EXERCISE DETAILS: Write out each line from the data below that includes the word "warn".

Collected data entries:

══════════════════════════════

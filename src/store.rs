//! Record store – certificate rows plus the uploaded photo and QR objects.
//!
//! [`RecordStore`] mirrors a hosted table + bucket: operations return
//! sentinels (`None`, `false`, empty list) and log the cause. [`LocalStore`]
//! keeps one JSON file per row and the objects in a sibling directory.
//! [`CertificateService`] runs the multi-step create and delete flows.

use std::fs;
use std::io;
use std::path::{Path, PathBuf};
use std::thread;

use chrono::{SecondsFormat, Utc};

use crate::assets::parse_data_uri;
use crate::error::{FetchError, StoreError};
use crate::qr::{qr_png, verification_url};
use crate::record::{CertificateRecord, RecordPatch};

/// Persistence for certificate rows and their file objects.
pub trait RecordStore: Send + Sync {
    /// Insert a row. Returns the stored row (with timestamps).
    fn create(&self, record: &CertificateRecord) -> Option<CertificateRecord>;

    fn get_by_id(&self, id: &str) -> Option<CertificateRecord>;

    /// All rows, newest first.
    fn list_all(&self) -> Vec<CertificateRecord>;

    /// Apply `patch` to a row. `qr_code_url` is never touched.
    fn update(&self, id: &str, patch: &RecordPatch) -> Option<CertificateRecord>;

    /// Remove a row and, best effort, its photo and QR objects.
    fn delete(&self, id: &str) -> bool;

    /// Store an object named `<name_hint>_<unix millis>.<ext>`. Returns its
    /// public URL.
    fn upload_object(&self, bytes: &[u8], content_type: &str, name_hint: &str) -> Option<String>;

    fn delete_object(&self, name: &str) -> bool;
}

/// Object name from a public URL: the last path segment.
pub fn object_name_from_url(url: &str) -> Option<&str> {
    let path = url.split(['?', '#']).next().unwrap_or("");
    path.rsplit('/').next().filter(|name| !name.is_empty())
}

/// File extension for an uploaded object: the MIME subtype.
fn extension_for(content_type: &str) -> String {
    let essence = content_type.split(';').next().unwrap_or("").trim();
    let subtype = essence.split('/').nth(1).unwrap_or("bin");
    let subtype = subtype.split('+').next().unwrap_or(subtype);
    if subtype.is_empty() {
        "bin".to_string()
    } else {
        subtype.to_ascii_lowercase()
    }
}

fn now_rfc3339() -> String {
    Utc::now().to_rfc3339_opts(SecondsFormat::Micros, true)
}

/// File-backed store: `<root>/rows/<id>.json` and `<root>/objects/<name>`.
#[derive(Debug, Clone)]
pub struct LocalStore {
    rows: PathBuf,
    objects: PathBuf,
    public_prefix: String,
}

impl LocalStore {
    /// Public URL prefix under which objects are served.
    pub const DEFAULT_PUBLIC_PREFIX: &'static str = "/storage";

    /// Open (creating if needed) a store rooted at `root`.
    pub fn open(root: impl AsRef<Path>) -> Result<Self, StoreError> {
        let root = root.as_ref();
        let rows = root.join("rows");
        let objects = root.join("objects");
        for dir in [&rows, &objects] {
            fs::create_dir_all(dir).map_err(|source| StoreError::Io {
                path: dir.display().to_string(),
                source,
            })?;
        }
        Ok(Self {
            rows,
            objects,
            public_prefix: Self::DEFAULT_PUBLIC_PREFIX.to_string(),
        })
    }

    pub fn with_public_prefix(mut self, prefix: impl Into<String>) -> Self {
        self.public_prefix = prefix.into().trim_end_matches('/').to_string();
        self
    }

    pub fn public_prefix(&self) -> &str {
        &self.public_prefix
    }

    /// Directory holding uploaded objects (to mount for rendering).
    pub fn objects_dir(&self) -> &Path {
        &self.objects
    }

    pub fn public_url(&self, name: &str) -> String {
        format!("{}/{}", self.public_prefix, name)
    }

    fn row_path(&self, id: &str) -> Result<PathBuf, StoreError> {
        if id.is_empty() || id.contains(['/', '\\']) || id.starts_with('.') {
            return Err(StoreError::Io {
                path: id.to_string(),
                source: io::Error::new(io::ErrorKind::InvalidInput, "invalid record id"),
            });
        }
        Ok(self.rows.join(format!("{id}.json")))
    }

    fn read_row(&self, path: &Path) -> Result<CertificateRecord, StoreError> {
        let text = fs::read_to_string(path).map_err(|source| StoreError::Io {
            path: path.display().to_string(),
            source,
        })?;
        serde_json::from_str(&text).map_err(|source| StoreError::Json {
            path: path.display().to_string(),
            source,
        })
    }

    fn write_row(&self, record: &CertificateRecord) -> Result<(), StoreError> {
        let path = self.row_path(&record.id)?;
        fs::write(&path, record.to_json()).map_err(|source| StoreError::Io {
            path: path.display().to_string(),
            source,
        })
    }

    /// Point stored object URLs at this store's current public prefix.
    fn refresh_urls(&self, record: &mut CertificateRecord) {
        for url in [&mut record.photo_url, &mut record.qr_code_url] {
            let refreshed = url
                .as_deref()
                .filter(|u| !u.starts_with("data:") && !u.contains("://"))
                .and_then(object_name_from_url)
                .map(|name| self.public_url(name));
            if refreshed.is_some() {
                *url = refreshed;
            }
        }
    }

    pub fn try_create(&self, record: &CertificateRecord) -> Result<CertificateRecord, StoreError> {
        record.check_issued()?;
        let path = self.row_path(&record.id)?;
        if path.exists() {
            return Err(StoreError::CreateFailed(record.id.clone()));
        }
        let mut stored = record.clone();
        let now = now_rfc3339();
        stored.created_at.get_or_insert_with(|| now.clone());
        stored.updated_at = Some(now);
        self.write_row(&stored)?;
        Ok(stored)
    }

    pub fn try_get(&self, id: &str) -> Result<Option<CertificateRecord>, StoreError> {
        let path = self.row_path(id)?;
        if !path.exists() {
            return Ok(None);
        }
        let mut record = self.read_row(&path)?;
        self.refresh_urls(&mut record);
        Ok(Some(record))
    }

    pub fn try_list(&self) -> Result<Vec<CertificateRecord>, StoreError> {
        let entries = fs::read_dir(&self.rows).map_err(|source| StoreError::Io {
            path: self.rows.display().to_string(),
            source,
        })?;
        let mut records = Vec::new();
        for entry in entries.flatten() {
            let path = entry.path();
            if path.extension().and_then(|e| e.to_str()) != Some("json") {
                continue;
            }
            match self.read_row(&path) {
                Ok(record) => records.push(record),
                Err(e) => log::warn!("skipping unreadable row: {e}"),
            }
        }
        records.sort_by(|a, b| {
            b.created_at
                .cmp(&a.created_at)
                .then_with(|| a.id.cmp(&b.id))
        });
        Ok(records)
    }

    pub fn try_update(&self, id: &str, patch: &RecordPatch) -> Result<Option<CertificateRecord>, StoreError> {
        let path = self.row_path(id)?;
        if !path.exists() {
            return Ok(None);
        }
        let mut record = self.read_row(&path)?;
        patch.apply(&mut record);
        record.check_issued()?;
        record.updated_at = Some(now_rfc3339());
        self.write_row(&record)?;
        Ok(Some(record))
    }

    pub fn try_upload(&self, bytes: &[u8], content_type: &str, name_hint: &str) -> Result<String, StoreError> {
        let name = format!(
            "{}_{}.{}",
            name_hint,
            Utc::now().timestamp_millis(),
            extension_for(content_type)
        );
        let path = self.objects.join(&name);
        fs::write(&path, bytes).map_err(|source| StoreError::Io {
            path: path.display().to_string(),
            source,
        })?;
        Ok(self.public_url(&name))
    }
}

impl RecordStore for LocalStore {
    fn create(&self, record: &CertificateRecord) -> Option<CertificateRecord> {
        self.try_create(record)
            .map_err(|e| log::error!("create {}: {e}", record.id))
            .ok()
    }

    fn get_by_id(&self, id: &str) -> Option<CertificateRecord> {
        self.try_get(id)
            .map_err(|e| log::error!("get {id}: {e}"))
            .ok()
            .flatten()
    }

    fn list_all(&self) -> Vec<CertificateRecord> {
        self.try_list()
            .map_err(|e| log::error!("list: {e}"))
            .unwrap_or_default()
    }

    fn update(&self, id: &str, patch: &RecordPatch) -> Option<CertificateRecord> {
        self.try_update(id, patch)
            .map_err(|e| log::error!("update {id}: {e}"))
            .ok()
            .flatten()
    }

    fn delete(&self, id: &str) -> bool {
        let record = match self.try_get(id) {
            Ok(Some(record)) => record,
            Ok(None) => {
                log::error!("delete {id}: no such certificate");
                return false;
            }
            Err(e) => {
                log::error!("delete {id}: {e}");
                return false;
            }
        };

        for url in [&record.photo_url, &record.qr_code_url].into_iter().flatten() {
            if let Some(name) = object_name_from_url(url) {
                if !self.delete_object(name) {
                    log::warn!("delete {id}: could not remove object {name}");
                }
            }
        }

        let removed = self
            .row_path(id)
            .and_then(|path| {
                fs::remove_file(&path).map_err(|source| StoreError::Io {
                    path: path.display().to_string(),
                    source,
                })
            });
        match removed {
            Ok(()) => true,
            Err(e) => {
                log::error!("delete {id}: {e}");
                false
            }
        }
    }

    fn upload_object(&self, bytes: &[u8], content_type: &str, name_hint: &str) -> Option<String> {
        self.try_upload(bytes, content_type, name_hint)
            .map_err(|e| log::error!("upload {name_hint}: {e}"))
            .ok()
    }

    fn delete_object(&self, name: &str) -> bool {
        if name.is_empty() || name.contains(['/', '\\']) || name.starts_with('.') {
            return false;
        }
        fs::remove_file(self.objects.join(name)).is_ok()
    }
}

/// An image to upload with a new certificate.
#[derive(Debug, Clone, PartialEq)]
pub struct Upload {
    pub bytes: Vec<u8>,
    pub content_type: String,
}

impl Upload {
    /// Accept a `data:<mime>;base64,...` URI as produced by a browser
    /// file input.
    pub fn from_data_uri(uri: &str) -> Result<Self, FetchError> {
        let asset = parse_data_uri(uri)?;
        Ok(Self {
            bytes: asset.bytes,
            content_type: asset
                .content_type
                .unwrap_or_else(|| "application/octet-stream".to_string()),
        })
    }
}

/// The create/delete flows on top of a store.
pub struct CertificateService<'a> {
    store: &'a dyn RecordStore,
    verify_origin: String,
}

impl<'a> CertificateService<'a> {
    pub fn new(store: &'a dyn RecordStore, verify_origin: impl Into<String>) -> Self {
        Self {
            store,
            verify_origin: verify_origin.into(),
        }
    }

    /// Create a certificate.
    ///
    /// The id is fixed first; the photo and the verification QR code are then
    /// uploaded concurrently, and the row is written with both URLs. A failed
    /// upload leaves the corresponding URL empty.
    pub fn create(
        &self,
        mut draft: CertificateRecord,
        photo: Option<Upload>,
    ) -> Result<CertificateRecord, StoreError> {
        if draft.id.trim().is_empty() {
            draft.id = uuid::Uuid::new_v4().to_string();
        }
        draft.check_issued()?;

        let url = verification_url(&self.verify_origin, &draft.id);
        let photo_hint = draft.photo_object_hint();
        let qr_hint = draft.qr_object_hint();
        let store = self.store;

        let (photo_url, qr_code_url) = thread::scope(|s| {
            let photo_task = photo.as_ref().map(|upload| {
                s.spawn(move || store.upload_object(&upload.bytes, &upload.content_type, &photo_hint))
            });
            let qr_task = s.spawn(move || match qr_png(&url) {
                Ok(png) => store.upload_object(&png, "image/png", &qr_hint),
                Err(e) => {
                    log::error!("QR code for {url}: {e}");
                    None
                }
            });

            let photo_url = photo_task.and_then(|t| t.join().ok().flatten());
            let qr_code_url = qr_task.join().ok().flatten();
            (photo_url, qr_code_url)
        });

        if photo.is_some() && photo_url.is_none() {
            log::warn!("photo upload failed for {}", draft.id);
        }
        if qr_code_url.is_none() {
            log::warn!("QR upload failed for {}", draft.id);
        }
        if photo_url.is_some() {
            draft.photo_url = photo_url;
        }
        draft.qr_code_url = qr_code_url;

        self.store
            .create(&draft)
            .ok_or_else(|| StoreError::CreateFailed(draft.id.clone()))
    }

    pub fn update(&self, id: &str, patch: &RecordPatch) -> Option<CertificateRecord> {
        self.store.update(id, patch)
    }

    pub fn delete(&self, id: &str) -> bool {
        self.store.delete(id)
    }
}

#[cfg(test)]
mod tests {
    use super::*;
    use crate::record::Authority;

    #[test]
    fn object_names_come_from_last_segment() {
        assert_eq!(object_name_from_url("/storage/photo_1_2.png"), Some("photo_1_2.png"));
        assert_eq!(
            object_name_from_url("https://x.example/o/public/certificates/qrcode_a.png?t=1"),
            Some("qrcode_a.png")
        );
        assert_eq!(object_name_from_url("/storage/"), None);
    }

    #[test]
    fn extension_is_mime_subtype() {
        assert_eq!(extension_for("image/jpeg"), "jpeg");
        assert_eq!(extension_for("image/svg+xml"), "svg");
        assert_eq!(extension_for("image/png; q=1"), "png");
        assert_eq!(extension_for("garbage"), "bin");
    }

    #[test]
    fn upload_names_follow_hint() {
        let dir = tempfile::tempdir().unwrap();
        let store = LocalStore::open(dir.path()).unwrap();
        let url = store.upload_object(b"x", "image/png", "photo_abc").unwrap();
        let name = object_name_from_url(&url).unwrap();
        assert!(url.starts_with("/storage/photo_abc_"));
        assert!(name.ends_with(".png"));
        assert!(store.objects_dir().join(name).exists());
    }

    #[test]
    fn duplicate_create_fails() {
        let dir = tempfile::tempdir().unwrap();
        let store = LocalStore::open(dir.path()).unwrap();
        let record = CertificateRecord::new(Authority::Taif);
        assert!(store.create(&record).is_some());
        assert!(store.create(&record).is_none());
    }

    #[test]
    fn invalid_ids_are_rejected() {
        let dir = tempfile::tempdir().unwrap();
        let store = LocalStore::open(dir.path()).unwrap();
        assert!(store.get_by_id("../secret").is_none());
        assert!(!store.delete_object("../rows/x.json"));
    }
}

══════════════════════════════

RESULT OF THE TASK:
                Err(e) => log::warn!("skipping unreadable row: {e}"),
                    log::warn!("delete {id}: could not remove object {name}");
            log::warn!("photo upload failed for {}", draft.id);
            log::warn!("QR upload failed for {}", draft.id);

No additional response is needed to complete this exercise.